[SUPPLIED RECORDS Boundary: Start]

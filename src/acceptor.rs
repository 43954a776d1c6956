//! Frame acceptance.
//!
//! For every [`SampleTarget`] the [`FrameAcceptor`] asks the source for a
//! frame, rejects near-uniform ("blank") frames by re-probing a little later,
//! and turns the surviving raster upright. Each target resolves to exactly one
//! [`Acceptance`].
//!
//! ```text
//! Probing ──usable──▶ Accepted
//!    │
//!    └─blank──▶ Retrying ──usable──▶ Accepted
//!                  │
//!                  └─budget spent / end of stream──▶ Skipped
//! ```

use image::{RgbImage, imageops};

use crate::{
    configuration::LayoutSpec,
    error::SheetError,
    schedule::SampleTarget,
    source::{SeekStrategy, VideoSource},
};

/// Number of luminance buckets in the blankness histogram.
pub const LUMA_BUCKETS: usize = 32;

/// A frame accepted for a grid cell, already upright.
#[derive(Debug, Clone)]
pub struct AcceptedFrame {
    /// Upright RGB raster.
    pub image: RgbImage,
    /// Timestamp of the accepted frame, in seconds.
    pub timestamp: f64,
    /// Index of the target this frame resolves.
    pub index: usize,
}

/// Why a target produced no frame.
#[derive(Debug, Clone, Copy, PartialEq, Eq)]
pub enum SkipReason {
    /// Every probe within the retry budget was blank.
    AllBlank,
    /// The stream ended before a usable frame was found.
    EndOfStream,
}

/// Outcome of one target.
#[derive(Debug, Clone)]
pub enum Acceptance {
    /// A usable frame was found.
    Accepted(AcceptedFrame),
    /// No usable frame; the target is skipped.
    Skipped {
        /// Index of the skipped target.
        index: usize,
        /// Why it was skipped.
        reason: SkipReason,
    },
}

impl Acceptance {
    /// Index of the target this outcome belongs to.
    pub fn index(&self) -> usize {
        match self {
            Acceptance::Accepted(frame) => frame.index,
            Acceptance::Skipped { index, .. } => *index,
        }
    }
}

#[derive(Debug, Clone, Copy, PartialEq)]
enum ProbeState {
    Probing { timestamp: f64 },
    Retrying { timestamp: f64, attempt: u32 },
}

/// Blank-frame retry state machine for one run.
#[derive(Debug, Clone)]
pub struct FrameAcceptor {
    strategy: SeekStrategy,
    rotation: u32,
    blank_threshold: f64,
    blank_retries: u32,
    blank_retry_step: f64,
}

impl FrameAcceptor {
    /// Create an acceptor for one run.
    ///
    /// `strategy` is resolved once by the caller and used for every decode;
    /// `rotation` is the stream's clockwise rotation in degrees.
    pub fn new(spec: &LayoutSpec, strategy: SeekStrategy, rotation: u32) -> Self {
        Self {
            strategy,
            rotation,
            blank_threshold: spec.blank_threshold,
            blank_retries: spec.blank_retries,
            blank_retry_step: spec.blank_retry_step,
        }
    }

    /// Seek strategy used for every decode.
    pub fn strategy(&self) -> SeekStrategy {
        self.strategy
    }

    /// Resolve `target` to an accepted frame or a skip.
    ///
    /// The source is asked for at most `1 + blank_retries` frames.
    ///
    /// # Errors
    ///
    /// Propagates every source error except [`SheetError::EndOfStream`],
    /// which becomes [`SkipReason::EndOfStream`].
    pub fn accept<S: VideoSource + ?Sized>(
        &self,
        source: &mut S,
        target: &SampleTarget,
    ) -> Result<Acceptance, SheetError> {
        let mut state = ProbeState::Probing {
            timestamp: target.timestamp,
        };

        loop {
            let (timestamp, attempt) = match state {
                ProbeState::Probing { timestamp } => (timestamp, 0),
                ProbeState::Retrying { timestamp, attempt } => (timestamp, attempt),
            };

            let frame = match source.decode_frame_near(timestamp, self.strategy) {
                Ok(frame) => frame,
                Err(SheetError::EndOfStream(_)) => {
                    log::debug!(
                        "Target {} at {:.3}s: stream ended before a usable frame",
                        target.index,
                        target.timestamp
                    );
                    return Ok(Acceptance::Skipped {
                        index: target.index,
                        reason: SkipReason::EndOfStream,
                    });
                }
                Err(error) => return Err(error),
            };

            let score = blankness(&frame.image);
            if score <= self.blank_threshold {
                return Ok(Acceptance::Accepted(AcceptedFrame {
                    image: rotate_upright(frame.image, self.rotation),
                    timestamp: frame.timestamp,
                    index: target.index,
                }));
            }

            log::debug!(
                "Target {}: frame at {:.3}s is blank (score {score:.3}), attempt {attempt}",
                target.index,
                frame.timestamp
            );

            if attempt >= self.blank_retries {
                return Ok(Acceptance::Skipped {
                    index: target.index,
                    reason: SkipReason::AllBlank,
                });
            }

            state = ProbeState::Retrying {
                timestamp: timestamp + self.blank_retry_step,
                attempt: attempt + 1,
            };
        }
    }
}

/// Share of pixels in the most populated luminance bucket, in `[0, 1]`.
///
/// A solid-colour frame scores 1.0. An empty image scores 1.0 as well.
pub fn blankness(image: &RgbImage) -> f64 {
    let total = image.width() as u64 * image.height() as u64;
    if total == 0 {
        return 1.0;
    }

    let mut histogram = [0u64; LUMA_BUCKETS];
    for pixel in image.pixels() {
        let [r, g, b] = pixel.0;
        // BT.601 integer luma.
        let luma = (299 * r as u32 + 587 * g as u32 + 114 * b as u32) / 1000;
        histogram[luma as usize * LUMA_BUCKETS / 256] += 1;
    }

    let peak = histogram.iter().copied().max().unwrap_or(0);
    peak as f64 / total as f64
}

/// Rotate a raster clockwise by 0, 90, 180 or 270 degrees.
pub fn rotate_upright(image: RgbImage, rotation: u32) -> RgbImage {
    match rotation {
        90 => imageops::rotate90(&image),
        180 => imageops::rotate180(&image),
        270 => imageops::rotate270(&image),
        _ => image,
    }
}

[SUPPLIED RECORDS Boundary: End]

Please return every line of the data, unaltered.

PROBLEM SOLUTION:
filename src/acceptor.rs
repository 43954a776d1c6956
//! Frame acceptance.
//!
//! For every [`SampleTarget`] the [`FrameAcceptor`] asks the source for a
//! frame, rejects near-uniform ("blank") frames by re-probing a little later,
//! and turns the surviving raster upright. Each target resolves to exactly one
//! [`Acceptance`].
//!
//! ```text
//! Probing ──usable──▶ Accepted
//!    │
//!    └─blank──▶ Retrying ──usable──▶ Accepted
//!                  │
//!                  └─budget spent / end of stream──▶ Skipped
//! ```

use image::{RgbImage, imageops};

use crate::{
    configuration::LayoutSpec,
    error::SheetError,
    schedule::SampleTarget,
    source::{SeekStrategy, VideoSource},
};

/// Number of luminance buckets in the blankness histogram.
pub const LUMA_BUCKETS: usize = 32;

/// A frame accepted for a grid cell, already upright.
#[derive(Debug, Clone)]
pub struct AcceptedFrame {
    /// Upright RGB raster.
    pub image: RgbImage,
    /// Timestamp of the accepted frame, in seconds.
    pub timestamp: f64,
    /// Index of the target this frame resolves.
    pub index: usize,
}

/// Why a target produced no frame.
#[derive(Debug, Clone, Copy, PartialEq, Eq)]
pub enum SkipReason {
    /// Every probe within the retry budget was blank.
    AllBlank,
    /// The stream ended before a usable frame was found.
    EndOfStream,
}

/// Outcome of one target.
#[derive(Debug, Clone)]
pub enum Acceptance {
    /// A usable frame was found.
    Accepted(AcceptedFrame),
    /// No usable frame; the target is skipped.
    Skipped {
        /// Index of the skipped target.
        index: usize,
        /// Why it was skipped.
        reason: SkipReason,
    },
}

impl Acceptance {
    /// Index of the target this outcome belongs to.
    pub fn index(&self) -> usize {
        match self {
            Acceptance::Accepted(frame) => frame.index,
            Acceptance::Skipped { index, .. } => *index,
        }
    }
}

#[derive(Debug, Clone, Copy, PartialEq)]
enum ProbeState {
    Probing { timestamp: f64 },
    Retrying { timestamp: f64, attempt: u32 },
}

/// Blank-frame retry state machine for one run.
#[derive(Debug, Clone)]
pub struct FrameAcceptor {
    strategy: SeekStrategy,
    rotation: u32,
    blank_threshold: f64,
    blank_retries: u32,
    blank_retry_step: f64,
}

impl FrameAcceptor {
    /// Create an acceptor for one run.
    ///
    /// `strategy` is resolved once by the caller and used for every decode;
    /// `rotation` is the stream's clockwise rotation in degrees.
    pub fn new(spec: &LayoutSpec, strategy: SeekStrategy, rotation: u32) -> Self {
        Self {
            strategy,
            rotation,
            blank_threshold: spec.blank_threshold,
            blank_retries: spec.blank_retries,
            blank_retry_step: spec.blank_retry_step,
        }
    }

    /// Seek strategy used for every decode.
    pub fn strategy(&self) -> SeekStrategy {
        self.strategy
    }

    /// Resolve `target` to an accepted frame or a skip.
    ///
    /// The source is asked for at most `1 + blank_retries` frames.
    ///
    /// # Errors
    ///
    /// Propagates every source error except [`SheetError::EndOfStream`],
    /// which becomes [`SkipReason::EndOfStream`].
    pub fn accept<S: VideoSource + ?Sized>(
        &self,
        source: &mut S,
        target: &SampleTarget,
    ) -> Result<Acceptance, SheetError> {
        let mut state = ProbeState::Probing {
            timestamp: target.timestamp,
        };

        loop {
            let (timestamp, attempt) = match state {
                ProbeState::Probing { timestamp } => (timestamp, 0),
                ProbeState::Retrying { timestamp, attempt } => (timestamp, attempt),
            };

            let frame = match source.decode_frame_near(timestamp, self.strategy) {
                Ok(frame) => frame,
                Err(SheetError::EndOfStream(_)) => {
                    log::debug!(
                        "Target {} at {:.3}s: stream ended before a usable frame",
                        target.index,
                        target.timestamp
                    );
                    return Ok(Acceptance::Skipped {
                        index: target.index,
                        reason: SkipReason::EndOfStream,
                    });
                }
                Err(error) => return Err(error),
            };

            let score = blankness(&frame.image);
            if score <= self.blank_threshold {
                return Ok(Acceptance::Accepted(AcceptedFrame {
                    image: rotate_upright(frame.image, self.rotation),
                    timestamp: frame.timestamp,
                    index: target.index,
                }));
            }

            log::debug!(
                "Target {}: frame at {:.3}s is blank (score {score:.3}), attempt {attempt}",
                target.index,
                frame.timestamp
            );

            if attempt >= self.blank_retries {
                return Ok(Acceptance::Skipped {
                    index: target.index,
                    reason: SkipReason::AllBlank,
                });
            }

            state = ProbeState::Retrying {
                timestamp: timestamp + self.blank_retry_step,
                attempt: attempt + 1,
            };
        }
    }
}

/// Share of pixels in the most populated luminance bucket, in `[0, 1]`.
///
/// A solid-colour frame scores 1.0. An empty image scores 1.0 as well.
pub fn blankness(image: &RgbImage) -> f64 {
    let total = image.width() as u64 * image.height() as u64;
    if total == 0 {
        return 1.0;
    }

    let mut histogram = [0u64; LUMA_BUCKETS];
    for pixel in image.pixels() {
        let [r, g, b] = pixel.0;
        // BT.601 integer luma.
        let luma = (299 * r as u32 + 587 * g as u32 + 114 * b as u32) / 1000;
        histogram[luma as usize * LUMA_BUCKETS / 256] += 1;
    }

    let peak = histogram.iter().copied().max().unwrap_or(0);
    peak as f64 / total as f64
}

/// Rotate a raster clockwise by 0, 90, 180 or 270 degrees.
pub fn rotate_upright(image: RgbImage, rotation: u32) -> RgbImage {
    match rotation {
        90 => imageops::rotate90(&image),
        180 => imageops::rotate180(&image),
        270 => imageops::rotate270(&image),
        _ => image,
    }
}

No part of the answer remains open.